Housing Affordability and Urban Containment Policy

The recommendation has been brought about in response to Auckland's severely unaffordable housing. Recent reports indicate a price to income ratio over 9.0, at least triple that of New Zealand to the early 1990s.

Like a number of metropolitan areas, Auckland has had urban containment land-use policy for some time. Auckland has drawn an urban growth boundary around development, largely banning new greenfield housing outside the boundary. As economics would predict, with a continuation of strong housing demand and the significant supply reduction, house prices have been shot skyward.

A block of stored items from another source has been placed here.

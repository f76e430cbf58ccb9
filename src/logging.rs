//! Logging setup for the binary. Library code only emits `tracing` events.

use tracing_subscriber::EnvFilter;

#[derive(Debug, Clone, Copy, PartialEq, Eq, Default)]
pub enum LogFormat {
    #[default]
    Text,
    Json,
}

impl LogFormat {
    /// Name accepted by `--log-format`.
    pub fn as_str(self) -> &'static str {
        match self {
            Self::Text => "text",
            Self::Json => "json",
        }
    }
}

#[derive(Debug, Clone, PartialEq, Eq)]
pub struct LogConfig {
    /// An `EnvFilter` directive such as "info" or "minidock=debug".
    pub filter: String,
    pub format: LogFormat,
}

impl Default for LogConfig {
    fn default() -> Self {
        Self {
            filter: "info".to_string(),
            format: LogFormat::default(),
        }
    }
}

impl LogConfig {
    fn env_filter(&self) -> EnvFilter {
        EnvFilter::try_new(&self.filter).unwrap_or_else(|_| EnvFilter::new("info"))
    }
}

/// Installs the global subscriber. Events go to stderr so the container's
/// stdout only carries the program's output.
pub fn init(config: &LogConfig) {
    let builder = tracing_subscriber::fmt()
        .with_env_filter(config.env_filter())
        .with_writer(std::io::stderr);
    let result = match config.format {
        LogFormat::Text => builder.try_init(),
        LogFormat::Json => builder.json().try_init(),
    };
    if let Err(e) = result {
        eprintln!("logging already initialised: {e}");
    }
}

#[cfg(test)]
mod tests {
    use super::*;

    #[test]
    fn test_default_config() {
        let config = LogConfig::default();
        assert_eq!(config.filter, "info");
        assert_eq!(config.format, LogFormat::Text);
    }

    #[test]
    fn test_format_names() {
        assert_eq!(LogFormat::Text.as_str(), "text");
        assert_eq!(LogFormat::Json.as_str(), "json");
    }

    #[test]
    fn test_invalid_filter_falls_back_to_info() {
        let config = LogConfig {
            filter: "minidock=verbose".to_string(),
            format: LogFormat::Json,
        };
        assert_eq!(config.env_filter().to_string(), "info");
    }
}
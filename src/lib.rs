//! Runs one command in fresh Linux namespaces under a cgroup v2 resource limit.
//!
//! The launcher side ([`container`]) re-executes the current binary as `init`
//! inside new UTS, PID, mount, network and IPC namespaces, attaches it to a
//! cgroup ([`cgroups`]) and then sends it the command over a one-shot pipe
//! ([`channel`]). The init side ([`init`]) reads the command, mounts its own
//! `/proc` and execs the program.

pub mod cgroups;
pub mod channel;
pub mod container;
pub mod error;
mod fs;
pub mod init;
pub mod logging;

pub use error::{Error, Result};
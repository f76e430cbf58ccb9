use std::fs::{self, OpenOptions};
use std::io::Write;
use std::path::{Path, PathBuf};

use nix::unistd::Pid;
use regex::Regex;

use crate::error::{Error, Result};

const PROC_MOUNTS: &str = "/proc/mounts";
const CGROUP2_FSTYPE: &str = "cgroup2";

const CGROUP_PROCS: &str = "cgroup.procs";
const SUBTREE_CONTROL: &str = "cgroup.subtree_control";
const MEMORY_MAX: &str = "memory.max";
const CPUSET_CPUS: &str = "cpuset.cpus";
const CPU_WEIGHT: &str = "cpu.weight";

const CONTROLLERS: [&str; 3] = ["cpuset", "cpu", "memory"];

/// Resource limits for a container. `None` leaves that dimension unconstrained.
#[derive(Debug, Clone, Default, PartialEq, Eq)]
pub struct ResourceConfig {
    /// Memory ceiling written to `memory.max` (e.g. "512m", "max").
    pub memory_limit: Option<String>,
    /// CPU weight written to `cpu.weight` (1-10000).
    pub cpu_share: Option<String>,
    /// CPU list written to `cpuset.cpus` (e.g. "0", "0-3,6").
    pub cpu_set: Option<String>,
}

impl ResourceConfig {
    /// Checks every present field against the format the cgroup v2 interface accepts.
    pub fn validate(&self) -> Result<()> {
        if let Some(limit) = &self.memory_limit {
            validate_memory_limit(limit)?;
        }
        if let Some(cpus) = &self.cpu_set {
            validate_cpu_set(cpus)?;
        }
        if let Some(weight) = &self.cpu_share {
            validate_cpu_weight(weight)?;
        }
        Ok(())
    }
}

/// Locates the mountpoint of a cgroup v2 hierarchy.
pub trait MountProbe {
    fn cgroup2_mountpoint(&self) -> Result<PathBuf>;
}

/// Scans a mount table in `/proc/mounts` format.
#[derive(Debug, Clone)]
pub struct ProcMounts {
    table: PathBuf,
}

impl ProcMounts {
    pub fn new(table: impl Into<PathBuf>) -> Self {
        Self {
            table: table.into(),
        }
    }
}

impl Default for ProcMounts {
    fn default() -> Self {
        Self::new(PROC_MOUNTS)
    }
}

impl MountProbe for ProcMounts {
    fn cgroup2_mountpoint(&self) -> Result<PathBuf> {
        let contents =
            fs::read_to_string(&self.table).map_err(|e| Error::io(&self.table, e))?;
        find_mountpoint(&contents, CGROUP2_FSTYPE).ok_or_else(|| Error::MountpointNotFound {
            fstype: CGROUP2_FSTYPE.to_string(),
            table: self.table.clone(),
        })
    }
}

/// A mountpoint supplied by the caller instead of discovered.
#[derive(Debug, Clone)]
pub struct FixedMountpoint(pub PathBuf);

impl MountProbe for FixedMountpoint {
    fn cgroup2_mountpoint(&self) -> Result<PathBuf> {
        Ok(self.0.clone())
    }
}

/// Lifecycle of a single control group.
pub trait CgroupManager {
    /// Ensures the cgroup directory exists.
    fn create(&self) -> Result<()>;
    /// Applies every present limit, stopping at the first failed write.
    fn set(&self, res: &ResourceConfig) -> Result<()>;
    /// Moves a process into the cgroup.
    fn add_process(&self, pid: Pid) -> Result<()>;
    /// Lists member processes in the order the kernel reports them.
    fn get_processes(&self) -> Result<Vec<Pid>>;
    /// Removes the cgroup. Fails while processes are still attached.
    fn destroy(&self) -> Result<()>;
}

/// A cgroup v2 node at `<mountpoint>/<name>`.
#[derive(Debug, Clone)]
pub struct CgroupV2Manager {
    root: PathBuf,
    path: PathBuf,
}

impl CgroupV2Manager {
    /// Resolves the cgroup2 mountpoint through `probe` and names the group under it.
    ///
    /// Nothing is created on disk until [`CgroupManager::create`] is called.
    pub fn new(name: &str, probe: &impl MountProbe) -> Result<Self> {
        let root = probe.cgroup2_mountpoint()?;
        let path = root.join(name);
        tracing::debug!(path = %path.display(), "resolved cgroup path");
        Ok(Self { root, path })
    }

    pub fn path(&self) -> &Path {
        &self.path
    }

    /// Enables the controllers needed by [`ResourceConfig`] for children of the mountpoint.
    fn enable_controllers(&self) {
        let subtree_control = self.root.join(SUBTREE_CONTROL);
        for controller in CONTROLLERS {
            if let Err(e) = fs::write(&subtree_control, format!("+{controller}")) {
                tracing::warn!(
                    controller,
                    file = %subtree_control.display(),
                    error = %e,
                    "could not enable cgroup controller"
                );
            }
        }
    }

    fn write_file(&self, name: &str, value: &str) -> Result<()> {
        let file = self.path.join(name);
        let mut handle = OpenOptions::new()
            .write(true)
            .truncate(true)
            .open(&file)
            .map_err(|e| Error::io(&file, e))?;
        handle
            .write_all(value.as_bytes())
            .map_err(|e| Error::io(&file, e))?;
        tracing::debug!(file = %file.display(), value, "cgroup parameter written");
        Ok(())
    }
}

impl CgroupManager for CgroupV2Manager {
    fn create(&self) -> Result<()> {
        self.enable_controllers();
        fs::create_dir_all(&self.path).map_err(|e| Error::io(&self.path, e))?;
        tracing::info!(path = %self.path.display(), "cgroup created");
        Ok(())
    }

    fn set(&self, res: &ResourceConfig) -> Result<()> {
        if let Some(limit) = &res.memory_limit {
            self.write_file(MEMORY_MAX, limit)?;
        }
        if let Some(cpus) = &res.cpu_set {
            self.write_file(CPUSET_CPUS, cpus)?;
        }
        if let Some(weight) = &res.cpu_share {
            self.write_file(CPU_WEIGHT, weight)?;
        }
        Ok(())
    }

    fn add_process(&self, pid: Pid) -> Result<()> {
        let procs_file = self.path.join(CGROUP_PROCS);
        let mut handle = OpenOptions::new()
            .append(true)
            .open(&procs_file)
            .map_err(|e| Error::io(&procs_file, e))?;
        handle
            .write_all(format!("{pid}\n").as_bytes())
            .map_err(|e| Error::io(&procs_file, e))?;
        tracing::debug!(pid = pid.as_raw(), "added process to cgroup");
        Ok(())
    }

    fn get_processes(&self) -> Result<Vec<Pid>> {
        let procs_file = self.path.join(CGROUP_PROCS);
        let contents = fs::read_to_string(&procs_file).map_err(|e| Error::io(&procs_file, e))?;
        parse_pids(&contents, &procs_file)
    }

    fn destroy(&self) -> Result<()> {
        if self.path.join(CGROUP_PROCS).exists() {
            let pids = self.get_processes()?;
            if !pids.is_empty() {
                return Err(Error::CgroupBusy {
                    path: self.path.clone(),
                    pids: pids.len(),
                });
            }
        }
        match fs::remove_dir(&self.path) {
            Ok(()) => {}
            Err(e) if e.raw_os_error() == Some(libc::EBUSY) => {
                return Err(Error::CgroupBusy {
                    path: self.path.clone(),
                    pids: 0,
                });
            }
            Err(e) => return Err(Error::io(&self.path, e)),
        }
        tracing::info!(path = %self.path.display(), "cgroup destroyed");
        Ok(())
    }
}

fn parse_pids(contents: &str, source: &Path) -> Result<Vec<Pid>> {
    contents
        .lines()
        .map(str::trim)
        .filter(|line| !line.is_empty())
        .map(|line| {
            line.parse::<i32>()
                .ok()
                .filter(|pid| *pid > 0)
                .map(Pid::from_raw)
                .ok_or_else(|| Error::InvalidPid {
                    path: source.to_path_buf(),
                    line: line.to_string(),
                })
        })
        .collect()
}

/// Returns the mountpoint of the first entry with filesystem type `fstype`.
fn find_mountpoint(mount_table: &str, fstype: &str) -> Option<PathBuf> {
    mount_table.lines().find_map(|line| {
        let mut fields = line.split_whitespace();
        let mountpoint = fields.nth(1)?;
        (fields.next()? == fstype).then(|| PathBuf::from(unescape_mount_field(mountpoint)))
    })
}

/// Decodes the `\ooo` octal escapes the kernel uses for spaces, tabs and backslashes.
fn unescape_mount_field(field: &str) -> String {
    let bytes = field.as_bytes();
    let mut out = Vec::with_capacity(bytes.len());
    let mut i = 0;
    while i < bytes.len() {
        if bytes[i] == b'\\' && i + 3 < bytes.len() {
            let digits = &bytes[i + 1..i + 4];
            if digits.iter().all(|d| (b'0'..=b'7').contains(d)) {
                let value = digits.iter().fold(0u32, |acc, d| acc * 8 + u32::from(d - b'0'));
                if let Ok(value) = u8::try_from(value) {
                    out.push(value);
                    i += 4;
                    continue;
                }
            }
        }
        out.push(bytes[i]);
        i += 1;
    }
    String::from_utf8_lossy(&out).into_owned()
}

/// Validates a memory limit for cgroup v2 `memory.max`.
///
/// Accepts "max" or a positive byte count with an optional K/M/G/T suffix,
/// case-insensitive: "max", "1048576", "512m", "2G".
fn validate_memory_limit(limit: &str) -> Result<()> {
    let re = Regex::new(r"^(?i)(?:max|(\d+)[kmgt]?)$")
        .map_err(|e| Error::InvalidConfig(e.to_string()))?;
    let caps = re.captures(limit).ok_or_else(|| {
        Error::InvalidConfig(format!(
            "unsupported memory limit '{limit}'. Use: max, bytes, or units K/M/G/T"
        ))
    })?;
    let zero = caps
        .get(1)
        .is_some_and(|amount| amount.as_str().bytes().all(|b| b == b'0'));
    if zero {
        return Err(Error::InvalidConfig(format!(
            "memory limit '{limit}' must be greater than 0"
        )));
    }
    Ok(())
}

/// Validates a CPU list such as "0", "0-3" or "0,2-4".
fn validate_cpu_set(cpus: &str) -> Result<()> {
    let re = Regex::new(r"^\d+(?:-\d+)?(?:,\d+(?:-\d+)?)*$")
        .map_err(|e| Error::InvalidConfig(e.to_string()))?;
    if !re.is_match(cpus) {
        return Err(Error::InvalidConfig(format!(
            "unsupported cpuset '{cpus}'. Use a list like 0,2-3"
        )));
    }
    Ok(())
}

/// Validates a `cpu.weight` value, which cgroup v2 bounds to 1-10000.
fn validate_cpu_weight(weight: &str) -> Result<()> {
    match weight.parse::<u32>() {
        Ok(w) if (1..=10000).contains(&w) => Ok(()),
        _ => Err(Error::InvalidConfig(format!(
            "cpu weight '{weight}' must be an integer between 1 and 10000"
        ))),
    }
}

The latest Demographia International Housing Affordability Survey showed Auckland to have a median multiple of 8.2 (the median multiple is the median house price divided by the median household income), though later data indicates a further deterioration (above).

Avoiding the Consequences of Urban Containment

House price volatility has been a growing concern in urban containment markets where house prices have escalated so strongly relative to incomes and economic productivity. The bursting of the US housing bubble in the last decade indicates the damage that can be inflicted on people and their finances when exorbitantly high house prices collapse. This is a fate governments seek to avoid not only in Auckland, but at the national level.

According to Parker's report, the city of Auckland is expected to add 1 million additional residents over the next 30 years. Parker indicated that: "If high house prices are sustained or continue to rise relative to incomes then ... consequences and risks will become more significant:" He cited:

"-loss of social cohesion — an increasingly socially divided city with a line drawn between those in the housing market and those outside

-macroeconomic instability via rapid house price deflation.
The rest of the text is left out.